Given data:
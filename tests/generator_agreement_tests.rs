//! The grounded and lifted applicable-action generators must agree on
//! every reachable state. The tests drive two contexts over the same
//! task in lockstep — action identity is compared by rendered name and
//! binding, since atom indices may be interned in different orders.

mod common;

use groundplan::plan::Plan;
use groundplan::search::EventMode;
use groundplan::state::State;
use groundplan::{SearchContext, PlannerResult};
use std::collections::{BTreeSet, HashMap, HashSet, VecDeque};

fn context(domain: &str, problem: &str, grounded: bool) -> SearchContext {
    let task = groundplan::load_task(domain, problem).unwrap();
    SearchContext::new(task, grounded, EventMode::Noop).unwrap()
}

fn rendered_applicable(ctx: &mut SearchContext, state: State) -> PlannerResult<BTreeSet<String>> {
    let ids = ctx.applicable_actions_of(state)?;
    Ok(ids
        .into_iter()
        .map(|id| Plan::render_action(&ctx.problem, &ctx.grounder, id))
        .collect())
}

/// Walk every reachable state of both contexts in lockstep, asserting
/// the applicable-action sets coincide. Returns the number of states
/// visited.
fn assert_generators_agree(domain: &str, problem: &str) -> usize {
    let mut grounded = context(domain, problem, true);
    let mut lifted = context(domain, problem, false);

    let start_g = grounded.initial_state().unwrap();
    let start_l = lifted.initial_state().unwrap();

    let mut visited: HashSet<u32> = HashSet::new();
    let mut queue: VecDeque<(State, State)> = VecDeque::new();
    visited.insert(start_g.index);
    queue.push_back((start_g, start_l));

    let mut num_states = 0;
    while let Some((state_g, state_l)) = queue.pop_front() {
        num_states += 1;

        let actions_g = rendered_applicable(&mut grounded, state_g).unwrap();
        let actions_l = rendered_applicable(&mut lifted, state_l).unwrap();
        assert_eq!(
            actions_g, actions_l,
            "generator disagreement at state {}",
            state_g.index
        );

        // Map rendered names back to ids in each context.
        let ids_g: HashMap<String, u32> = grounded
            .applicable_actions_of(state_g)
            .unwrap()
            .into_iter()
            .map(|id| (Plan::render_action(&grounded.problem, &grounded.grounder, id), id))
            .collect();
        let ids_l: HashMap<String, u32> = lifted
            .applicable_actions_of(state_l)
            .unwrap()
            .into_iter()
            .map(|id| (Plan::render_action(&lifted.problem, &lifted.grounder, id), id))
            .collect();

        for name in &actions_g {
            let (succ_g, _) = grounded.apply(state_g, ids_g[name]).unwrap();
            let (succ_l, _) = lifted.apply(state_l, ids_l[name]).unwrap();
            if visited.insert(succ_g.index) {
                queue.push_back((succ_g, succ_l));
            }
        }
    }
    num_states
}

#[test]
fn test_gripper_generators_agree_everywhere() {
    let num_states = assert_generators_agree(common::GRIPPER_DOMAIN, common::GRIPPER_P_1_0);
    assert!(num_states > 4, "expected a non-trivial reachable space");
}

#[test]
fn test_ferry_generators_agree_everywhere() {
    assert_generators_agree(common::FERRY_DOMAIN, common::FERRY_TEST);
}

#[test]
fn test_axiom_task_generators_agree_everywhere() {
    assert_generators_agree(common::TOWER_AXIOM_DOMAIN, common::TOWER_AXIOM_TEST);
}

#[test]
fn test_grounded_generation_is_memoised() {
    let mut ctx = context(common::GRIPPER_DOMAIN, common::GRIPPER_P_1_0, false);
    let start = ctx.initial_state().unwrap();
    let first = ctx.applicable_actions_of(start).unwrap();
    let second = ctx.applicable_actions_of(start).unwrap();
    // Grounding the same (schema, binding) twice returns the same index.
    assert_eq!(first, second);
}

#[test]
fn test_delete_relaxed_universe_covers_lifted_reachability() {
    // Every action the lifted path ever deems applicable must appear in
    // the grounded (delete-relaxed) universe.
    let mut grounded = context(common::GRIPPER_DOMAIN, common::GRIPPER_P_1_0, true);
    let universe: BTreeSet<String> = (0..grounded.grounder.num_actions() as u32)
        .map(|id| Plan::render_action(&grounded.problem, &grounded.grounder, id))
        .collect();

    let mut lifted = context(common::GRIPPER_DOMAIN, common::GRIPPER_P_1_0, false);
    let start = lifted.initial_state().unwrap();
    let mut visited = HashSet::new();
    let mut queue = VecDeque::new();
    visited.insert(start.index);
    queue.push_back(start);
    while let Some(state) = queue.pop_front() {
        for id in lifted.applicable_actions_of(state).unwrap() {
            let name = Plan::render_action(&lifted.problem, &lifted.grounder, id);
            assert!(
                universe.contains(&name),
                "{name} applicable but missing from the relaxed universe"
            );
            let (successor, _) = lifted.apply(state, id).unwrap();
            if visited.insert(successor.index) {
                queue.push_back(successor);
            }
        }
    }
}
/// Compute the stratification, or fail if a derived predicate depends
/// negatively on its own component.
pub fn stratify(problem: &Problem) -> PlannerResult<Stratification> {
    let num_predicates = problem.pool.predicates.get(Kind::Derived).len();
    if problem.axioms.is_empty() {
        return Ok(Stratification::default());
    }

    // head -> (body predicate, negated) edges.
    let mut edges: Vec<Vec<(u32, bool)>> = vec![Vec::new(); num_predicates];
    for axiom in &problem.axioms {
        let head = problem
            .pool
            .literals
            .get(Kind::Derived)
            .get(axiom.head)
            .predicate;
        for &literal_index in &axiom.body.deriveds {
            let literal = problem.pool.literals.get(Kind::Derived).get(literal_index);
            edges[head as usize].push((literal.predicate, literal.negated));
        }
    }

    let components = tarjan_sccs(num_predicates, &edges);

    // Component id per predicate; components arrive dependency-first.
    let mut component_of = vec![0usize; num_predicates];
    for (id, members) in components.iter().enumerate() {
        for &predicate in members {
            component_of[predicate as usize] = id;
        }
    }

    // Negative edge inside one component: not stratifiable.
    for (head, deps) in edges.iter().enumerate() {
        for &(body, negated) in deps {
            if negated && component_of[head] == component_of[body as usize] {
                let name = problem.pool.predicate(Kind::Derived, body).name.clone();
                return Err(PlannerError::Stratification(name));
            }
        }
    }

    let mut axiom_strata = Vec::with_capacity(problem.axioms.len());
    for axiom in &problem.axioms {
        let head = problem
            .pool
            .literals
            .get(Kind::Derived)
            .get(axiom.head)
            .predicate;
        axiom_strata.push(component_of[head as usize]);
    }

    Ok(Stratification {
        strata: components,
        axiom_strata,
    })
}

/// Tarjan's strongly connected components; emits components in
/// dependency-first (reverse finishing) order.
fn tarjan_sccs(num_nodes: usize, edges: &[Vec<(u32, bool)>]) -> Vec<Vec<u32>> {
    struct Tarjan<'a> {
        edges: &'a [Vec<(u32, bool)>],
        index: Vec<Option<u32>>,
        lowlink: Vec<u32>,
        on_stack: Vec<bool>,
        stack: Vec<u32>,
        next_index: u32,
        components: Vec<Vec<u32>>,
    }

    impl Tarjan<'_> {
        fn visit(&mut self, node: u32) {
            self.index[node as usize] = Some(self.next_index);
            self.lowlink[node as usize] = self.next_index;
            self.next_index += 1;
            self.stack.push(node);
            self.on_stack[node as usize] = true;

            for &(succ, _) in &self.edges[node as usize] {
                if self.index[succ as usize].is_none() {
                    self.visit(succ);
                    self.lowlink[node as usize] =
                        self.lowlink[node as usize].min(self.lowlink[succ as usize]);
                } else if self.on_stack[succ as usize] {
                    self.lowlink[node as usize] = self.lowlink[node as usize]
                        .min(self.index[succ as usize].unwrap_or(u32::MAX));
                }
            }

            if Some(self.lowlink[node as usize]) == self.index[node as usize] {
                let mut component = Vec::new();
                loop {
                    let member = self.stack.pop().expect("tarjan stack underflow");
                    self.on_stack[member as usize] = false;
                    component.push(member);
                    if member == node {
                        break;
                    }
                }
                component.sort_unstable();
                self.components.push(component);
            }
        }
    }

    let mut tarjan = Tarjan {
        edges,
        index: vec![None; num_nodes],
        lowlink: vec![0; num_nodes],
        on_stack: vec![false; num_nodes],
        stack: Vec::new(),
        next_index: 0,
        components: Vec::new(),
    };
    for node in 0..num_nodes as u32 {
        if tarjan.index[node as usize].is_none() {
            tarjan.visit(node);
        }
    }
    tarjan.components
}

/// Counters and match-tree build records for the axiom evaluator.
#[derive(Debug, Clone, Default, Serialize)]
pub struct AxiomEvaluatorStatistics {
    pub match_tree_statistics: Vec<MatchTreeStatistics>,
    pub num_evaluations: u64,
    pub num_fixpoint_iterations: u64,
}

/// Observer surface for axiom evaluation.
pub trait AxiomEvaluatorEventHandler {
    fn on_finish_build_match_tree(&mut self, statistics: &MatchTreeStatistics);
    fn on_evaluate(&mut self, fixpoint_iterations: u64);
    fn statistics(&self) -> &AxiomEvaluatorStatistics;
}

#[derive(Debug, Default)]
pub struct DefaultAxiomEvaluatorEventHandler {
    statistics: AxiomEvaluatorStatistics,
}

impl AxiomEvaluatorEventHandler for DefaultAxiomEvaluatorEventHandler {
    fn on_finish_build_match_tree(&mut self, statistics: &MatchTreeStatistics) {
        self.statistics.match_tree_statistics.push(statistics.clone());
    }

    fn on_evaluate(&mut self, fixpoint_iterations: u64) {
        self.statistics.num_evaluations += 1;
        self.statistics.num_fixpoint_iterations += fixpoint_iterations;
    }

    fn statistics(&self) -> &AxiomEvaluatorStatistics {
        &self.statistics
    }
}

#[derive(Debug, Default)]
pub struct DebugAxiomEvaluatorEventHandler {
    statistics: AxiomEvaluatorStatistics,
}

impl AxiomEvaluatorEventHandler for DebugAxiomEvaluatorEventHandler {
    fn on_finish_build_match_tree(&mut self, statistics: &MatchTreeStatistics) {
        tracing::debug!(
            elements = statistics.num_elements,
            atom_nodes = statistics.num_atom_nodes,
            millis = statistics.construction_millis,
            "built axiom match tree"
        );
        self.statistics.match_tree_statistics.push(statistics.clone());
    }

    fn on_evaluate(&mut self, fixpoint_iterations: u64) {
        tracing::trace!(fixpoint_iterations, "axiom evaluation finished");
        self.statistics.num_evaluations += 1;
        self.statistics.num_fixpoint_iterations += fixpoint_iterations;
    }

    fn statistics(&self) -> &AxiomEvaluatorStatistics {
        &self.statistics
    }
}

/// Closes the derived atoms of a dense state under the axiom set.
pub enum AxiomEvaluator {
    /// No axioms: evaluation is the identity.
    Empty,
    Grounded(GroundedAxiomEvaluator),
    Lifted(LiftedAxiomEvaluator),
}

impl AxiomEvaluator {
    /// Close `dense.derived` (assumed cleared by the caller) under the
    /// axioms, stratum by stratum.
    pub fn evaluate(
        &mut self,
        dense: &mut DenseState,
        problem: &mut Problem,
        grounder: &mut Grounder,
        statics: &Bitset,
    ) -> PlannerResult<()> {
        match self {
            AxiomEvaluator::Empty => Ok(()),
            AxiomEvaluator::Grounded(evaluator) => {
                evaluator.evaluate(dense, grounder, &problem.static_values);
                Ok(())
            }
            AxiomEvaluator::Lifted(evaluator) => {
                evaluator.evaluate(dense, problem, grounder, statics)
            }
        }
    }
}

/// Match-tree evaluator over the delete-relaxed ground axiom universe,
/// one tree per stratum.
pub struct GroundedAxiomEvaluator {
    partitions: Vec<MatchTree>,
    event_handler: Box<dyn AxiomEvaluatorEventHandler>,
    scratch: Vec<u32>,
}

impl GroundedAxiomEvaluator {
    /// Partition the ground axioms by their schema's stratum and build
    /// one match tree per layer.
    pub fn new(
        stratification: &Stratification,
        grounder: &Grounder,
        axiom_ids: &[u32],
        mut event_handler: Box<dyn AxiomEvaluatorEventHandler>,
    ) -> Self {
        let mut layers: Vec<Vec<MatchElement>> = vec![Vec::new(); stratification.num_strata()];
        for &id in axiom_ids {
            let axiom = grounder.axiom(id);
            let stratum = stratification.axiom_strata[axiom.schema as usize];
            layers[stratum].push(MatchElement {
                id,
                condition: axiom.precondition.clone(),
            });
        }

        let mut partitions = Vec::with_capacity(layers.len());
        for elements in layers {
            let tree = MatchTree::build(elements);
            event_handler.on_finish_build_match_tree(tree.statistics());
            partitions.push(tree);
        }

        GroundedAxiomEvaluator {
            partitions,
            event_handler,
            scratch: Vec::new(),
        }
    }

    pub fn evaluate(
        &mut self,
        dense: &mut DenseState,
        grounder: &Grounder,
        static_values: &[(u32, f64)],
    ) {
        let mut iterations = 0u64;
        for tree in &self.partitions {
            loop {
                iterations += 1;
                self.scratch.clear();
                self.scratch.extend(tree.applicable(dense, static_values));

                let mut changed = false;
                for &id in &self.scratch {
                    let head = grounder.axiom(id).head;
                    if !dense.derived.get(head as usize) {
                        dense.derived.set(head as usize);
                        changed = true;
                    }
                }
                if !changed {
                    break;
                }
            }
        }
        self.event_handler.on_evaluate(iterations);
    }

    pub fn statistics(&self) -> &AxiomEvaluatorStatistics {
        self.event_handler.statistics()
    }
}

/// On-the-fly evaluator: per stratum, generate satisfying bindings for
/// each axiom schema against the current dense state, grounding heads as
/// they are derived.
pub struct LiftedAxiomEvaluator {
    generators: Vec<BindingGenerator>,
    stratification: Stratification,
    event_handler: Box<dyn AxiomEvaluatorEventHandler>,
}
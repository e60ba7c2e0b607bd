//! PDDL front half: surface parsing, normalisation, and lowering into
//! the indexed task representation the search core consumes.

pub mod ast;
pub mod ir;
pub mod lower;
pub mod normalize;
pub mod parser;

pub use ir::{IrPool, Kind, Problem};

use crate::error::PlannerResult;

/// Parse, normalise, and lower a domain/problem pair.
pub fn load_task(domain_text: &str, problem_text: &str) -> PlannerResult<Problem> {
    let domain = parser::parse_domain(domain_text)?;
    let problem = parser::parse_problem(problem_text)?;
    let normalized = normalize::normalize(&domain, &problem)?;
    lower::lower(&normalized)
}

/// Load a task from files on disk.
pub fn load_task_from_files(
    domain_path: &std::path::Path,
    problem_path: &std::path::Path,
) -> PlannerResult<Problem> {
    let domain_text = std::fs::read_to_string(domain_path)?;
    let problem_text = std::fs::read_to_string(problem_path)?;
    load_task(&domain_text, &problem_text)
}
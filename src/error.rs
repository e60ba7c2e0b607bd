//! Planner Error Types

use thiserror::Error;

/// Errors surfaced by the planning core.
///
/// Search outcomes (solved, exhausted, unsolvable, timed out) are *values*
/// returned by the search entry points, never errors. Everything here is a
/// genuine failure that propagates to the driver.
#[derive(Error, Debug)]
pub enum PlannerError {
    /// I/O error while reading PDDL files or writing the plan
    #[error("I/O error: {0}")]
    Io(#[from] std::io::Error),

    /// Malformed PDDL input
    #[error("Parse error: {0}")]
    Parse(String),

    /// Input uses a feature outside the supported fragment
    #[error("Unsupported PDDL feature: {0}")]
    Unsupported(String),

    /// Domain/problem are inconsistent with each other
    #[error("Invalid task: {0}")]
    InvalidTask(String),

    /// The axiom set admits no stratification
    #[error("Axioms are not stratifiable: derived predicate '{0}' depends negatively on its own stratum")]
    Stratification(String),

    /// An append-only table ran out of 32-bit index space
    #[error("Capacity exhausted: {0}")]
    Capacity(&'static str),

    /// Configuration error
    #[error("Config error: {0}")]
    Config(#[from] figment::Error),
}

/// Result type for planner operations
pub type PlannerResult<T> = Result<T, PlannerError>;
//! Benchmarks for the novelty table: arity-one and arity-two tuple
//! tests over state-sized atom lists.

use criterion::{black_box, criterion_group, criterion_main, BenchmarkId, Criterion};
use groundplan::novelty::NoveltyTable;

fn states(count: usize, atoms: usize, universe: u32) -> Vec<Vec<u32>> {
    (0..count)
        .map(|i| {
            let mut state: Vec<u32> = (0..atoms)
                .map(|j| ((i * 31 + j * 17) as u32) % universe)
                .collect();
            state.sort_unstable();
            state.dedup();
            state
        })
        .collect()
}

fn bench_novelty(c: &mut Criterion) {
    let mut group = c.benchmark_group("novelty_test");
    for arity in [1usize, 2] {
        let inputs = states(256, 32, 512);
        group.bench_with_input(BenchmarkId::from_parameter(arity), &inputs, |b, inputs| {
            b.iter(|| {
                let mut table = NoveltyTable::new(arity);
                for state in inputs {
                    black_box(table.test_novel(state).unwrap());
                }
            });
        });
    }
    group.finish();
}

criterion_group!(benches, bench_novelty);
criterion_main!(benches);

The problem: Using the data above, report how many lines include the string "schema" and add nothing to the number.

Finished exercise: 4